Another common barrier to adoption I hear is the fear of losing control, and the associated reputational risk that can lead to. Old fashioned outsourcing has often been a black box, and it’s this lack of transparency that has made people cautious. While firms can outsource the generation of accounting analytics and reports, the end responsibility for reporting the accounting numbers to stakeholders will always lie with them.

When chosen well, a managed solution should allow you to maintain full control of your data, while benefiting from improved service levels, i.e., increased automation, more timely information, better data integrity, and more time to focus on value-adding work.

Dennis Case, Insurance Business Consultant

That’s why thorough due diligence on any potential service provider is so critical. You need to be confident in their ability to deliver transparent access to timely, validated, and enriched accounting data that you can depend on. When chosen well, a managed solution should allow you to maintain full control of your data, while benefiting from improved service levels, i.e., increased automation, more timely information, better data integrity, and more time to focus on value-adding work.

Q3: What should insurance firms look for when choosing an outsourcing provider for their investment accounting?

When searching for an investment accounting service provider, insurers must evaluate numerous capabilities to ensure confidence in their eventual selection. A non-exhaustive list of questions to ask potential providers include:

  • Is the underlying technology proven and robust? What’s the provider’s track record in supporting the investment accounting needs of large insurance firms?
  • What asset class coverage does the solution provide? Can it support all complex asset classes as standard? In other words, will the solution fully support your firm’s investment strategy and growth ambitions?
  • Are there dedicated Service Level Agreements (SLAs) and a governance framework, with clearly defined KPIs, timelines and escalation procedures?
  • Which accounting frameworks are supported as standard? (i.e., local GAAPs, IRFS, Tax and US STAT)
  • For North American firms: do they provide NAIC reporting beyond Schedule D, such as Schedules B, BA, DB as well as assistance with statutory exhibits, footnote disclosure, interrogatory information, etc.?
  • Who is the team behind the service? Is it staffed by qualified accountants and operations experts with the necessary skills to ensure the accuracy of the data, investigate and resolve exceptions, and validate accounting analytics and reporting?
  • Does the service include a local advisory function, staffed by industry and accounting specialists? Are these specialists on hand to discuss accounting best practices, as well as keep you informed of ongoing accounting and regulatory changes?
  • Does the solution enable quick and standardized data interoperability? Does it provide turnkey connectivity to major financial market participants, including custodians, data providers, third party asset managers and trading venues?
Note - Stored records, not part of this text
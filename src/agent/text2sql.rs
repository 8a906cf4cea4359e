//! Natural-language question to formatted SQL.
//!
//! Steps published while a question is answered:
//!
//! | step | description |
//! |---|---|
//! | Engine Priming | `Initialize <model>` |
//! | Semantic Table Indexing | `Selecting relevant tables` |
//! | Metadata Topology Parsing | `Querying schemas` |
//! | Context Aware | `Generate sql from model output` |
//! | Syntax Validation | `Formatting generated sql` |

use crate::agent::pipeline::{Agent, AgentRun, Hook};
use crate::agent::retry::{DEFAULT_RETRIES, RetryPolicy};
use crate::agent::stages::{DEFAULT_TOP_K, FormatSqlStage, GenerateSqlStage, SchemaPromptStage};
use crate::agent::tables::{
    DEFAULT_FALLBACK_TABLES, DEFAULT_TABLE_THRESHOLD, RelevantTableSelector, parse_table_list,
};
use crate::db::cursor::Cursor;
use crate::db::executor::CancellationToken;
use crate::db::schema::{DEFAULT_SAMPLE_ROWS, SchemaInspector};
use crate::error::{AppError, AppResult};
use crate::llm::{ChatMessage, ChatModel};
use crate::models::{GenerationStep, StepTracker};
use serde::Serialize;
use std::sync::Arc;
use tracing::{info, warn};

type FragmentCallback = Arc<dyn Fn(&str) + Send + Sync>;

/// Tunables of one text-to-SQL run.
#[derive(Debug, Clone, Copy, PartialEq, Eq)]
pub struct Text2SqlOptions {
    pub table_threshold: usize,
    pub fallback_tables: usize,
    pub retries: u32,
    pub top_k: u32,
    pub sample_rows: usize,
    pub stream: bool,
}

impl Default for Text2SqlOptions {
    fn default() -> Self {
        Self {
            table_threshold: DEFAULT_TABLE_THRESHOLD,
            fallback_tables: DEFAULT_FALLBACK_TABLES,
            retries: DEFAULT_RETRIES,
            top_k: DEFAULT_TOP_K,
            sample_rows: DEFAULT_SAMPLE_ROWS,
            stream: false,
        }
    }
}

/// A finished generation.
#[derive(Debug, Clone, PartialEq, Eq, Serialize)]
pub struct Generation {
    pub sql: String,
    pub tables: Vec<String>,
    /// Parser complaint about `sql`, if any
    #[serde(skip_serializing_if = "Option::is_none")]
    pub warning: Option<String>,
    pub steps: Vec<GenerationStep>,
}

/// Answers questions against one connection with one model.
pub struct Text2Sql {
    model: Arc<dyn ChatModel>,
    cursor: Arc<dyn Cursor>,
    options: Text2SqlOptions,
    tracker: StepTracker,
    cancel: CancellationToken,
    includes: Option<Vec<String>>,
    on_fragment: Option<FragmentCallback>,
}

impl Text2Sql {
    pub fn new(model: Arc<dyn ChatModel>, cursor: Arc<dyn Cursor>) -> Self {
        Self {
            model,
            cursor,
            options: Text2SqlOptions::default(),
            tracker: StepTracker::new(),
            cancel: CancellationToken::new(),
            includes: None,
            on_fragment: None,
        }
    }

    pub fn with_options(mut self, options: Text2SqlOptions) -> Self {
        self.options = options;
        self
    }

    pub fn with_tracker(mut self, tracker: StepTracker) -> Self {
        self.tracker = tracker;
        self
    }

    pub fn with_cancellation(mut self, cancel: CancellationToken) -> Self {
        self.cancel = cancel;
        self
    }

    /// Restrict the candidate tables instead of listing the database.
    pub fn with_tables(mut self, tables: Vec<String>) -> Self {
        self.includes = Some(tables);
        self
    }

    /// Receive generation fragments as they stream in.
    pub fn on_fragment(mut self, callback: impl Fn(&str) + Send + Sync + 'static) -> Self {
        self.on_fragment = Some(Arc::new(callback));
        self
    }

    pub fn steps(&self) -> Vec<GenerationStep> {
        self.tracker.snapshot()
    }

    fn step_hook(&self, title: &'static str, description: &'static str) -> Option<Hook> {
        let tracker = self.tracker.clone();
        Some(Box::new(move || {
            tracker.next_step(title, Some(description.to_string()))
        }))
    }

    fn build_agent(&self, tables: Vec<String>, format: FormatSqlStage) -> Agent {
        let policy = RetryPolicy::new(self.options.retries);
        let selector = RelevantTableSelector::new(tables)
            .with_threshold(self.options.table_threshold)
            .with_fallback(self.options.fallback_tables)
            .with_policy(policy);
        let schema = SchemaPromptStage::new(Arc::clone(&self.cursor))
            .with_sample_rows(self.options.sample_rows)
            .with_top_k(self.options.top_k);
        let generate = GenerateSqlStage::new(policy).streaming(self.options.stream);

        let agent = Agent::new(Arc::clone(&self.model))
            .next_with(
                selector,
                self.step_hook("Semantic Table Indexing", "Selecting relevant tables"),
                None,
            )
            .next_with(
                schema,
                self.step_hook("Metadata Topology Parsing", "Querying schemas"),
                None,
            )
            .next_with(
                generate,
                self.step_hook("Context Aware", "Generate sql from model output"),
                None,
            )
            .next_with(
                format,
                self.step_hook("Syntax Validation", "Formatting generated sql"),
                None,
            );

        match &self.on_fragment {
            Some(callback) => {
                let callback = Arc::clone(callback);
                agent.on_fragment(move |f| callback(f))
            }
            None => agent,
        }
    }

    async fn candidate_tables(&self) -> AppResult<Vec<String>> {
        match &self.includes {
            Some(tables) => Ok(tables.clone()),
            None => SchemaInspector::list_tables(self.cursor.as_ref()).await,
        }
    }

    /// Turn `question` into a formatted SQL statement.
    ///
    /// Any failure marks the last step as failed.
    pub async fn generate(&self, question: &str) -> AppResult<Generation> {
        self.tracker.reset();
        let question = question.trim();
        if question.is_empty() {
            return Err(AppError::invalid_input("Question must not be empty"));
        }

        let result = self.run(question).await;
        match &result {
            Ok(generation) => {
                self.tracker.succeed();
                info!(
                    tables = generation.tables.len(),
                    sql_len = generation.sql.len(),
                    has_warning = generation.warning.is_some(),
                    "Generated SQL"
                );
            }
            Err(e) => {
                self.tracker.fail();
                warn!(error = %e, "Generation failed");
            }
        }
        result.map(|mut generation| {
            generation.steps = self.tracker.snapshot();
            generation
        })
    }

    async fn run(&self, question: &str) -> AppResult<Generation> {
        self.tracker.next_step(
            "Engine Priming",
            Some(format!("Initialize {}", self.model.model())),
        );
        let tables = self.candidate_tables().await?;
        if tables.is_empty() {
            return Err(AppError::pipeline(
                "Engine Priming",
                "the database has no tables",
            ));
        }

        let format = FormatSqlStage::new(
            RetryPolicy::new(self.options.retries),
            self.cursor.backend().ok(),
        );
        let warning = format.warning_slot();
        let agent = self.build_agent(tables, format);

        let run = agent
            .execute(vec![ChatMessage::user(question)], &self.cancel)
            .await?;
        let selected = run
            .messages()
            .get(1)
            .map(|m| parse_table_list(&m.content))
            .unwrap_or_default();
        if let AgentRun::Halted { stage, reason, .. } = &run {
            return Err(AppError::pipeline(stage.clone(), reason.clone()));
        }
        let sql = run.into_text().await?;

        let warning = warning.lock().ok().and_then(|w| w.clone());
        Ok(Generation {
            sql,
            tables: selected,
            warning,
            steps: Vec::new(),
        })
    }
}

impl std::fmt::Debug for Text2Sql {
    fn fmt(&self, f: &mut std::fmt::Formatter<'_>) -> std::fmt::Result {
        f.debug_struct("Text2Sql")
            .field("model", &self.model.model())
            .field("url", &crate::models::mask_url(self.cursor.url()))
            .field("options", &self.options)
            .finish_non_exhaustive()
    }
}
Will it remove the significant burden of having to maintain these integrations in-house?
  • Will the service allow you to maintain full control and visibility of your data? Does it include a cloud-native self-service portal, where all data can be accessed 24/7 and from multiple devices?
  • Do they offer services that go beyond investment accounting such as front office capabilities, IBOR, alternatives management, performance measurement, risk analytics, post trade compliance, collateral management, cash and investment income forecasting, and data warehousing? 

Ultimately, when choosing a service provider for investment accounting and operations, you need to be confident in their ability to consistently deliver accounting data that you can depend on, i.e., validated and verified daily data and signed-off period-end accounting data within a T+1 to T+3 timescale.

One final point to remember is there is no “one size fits all” solution. In today’s complex operating environment, insurance firms need to be empowered to optimize their operating model to fit their current and future strategic priorities. Optionality is therefore key, and the ability to throttle services up or down according to changing business priorities is what’s now separating the most progressive providers from other players in the market.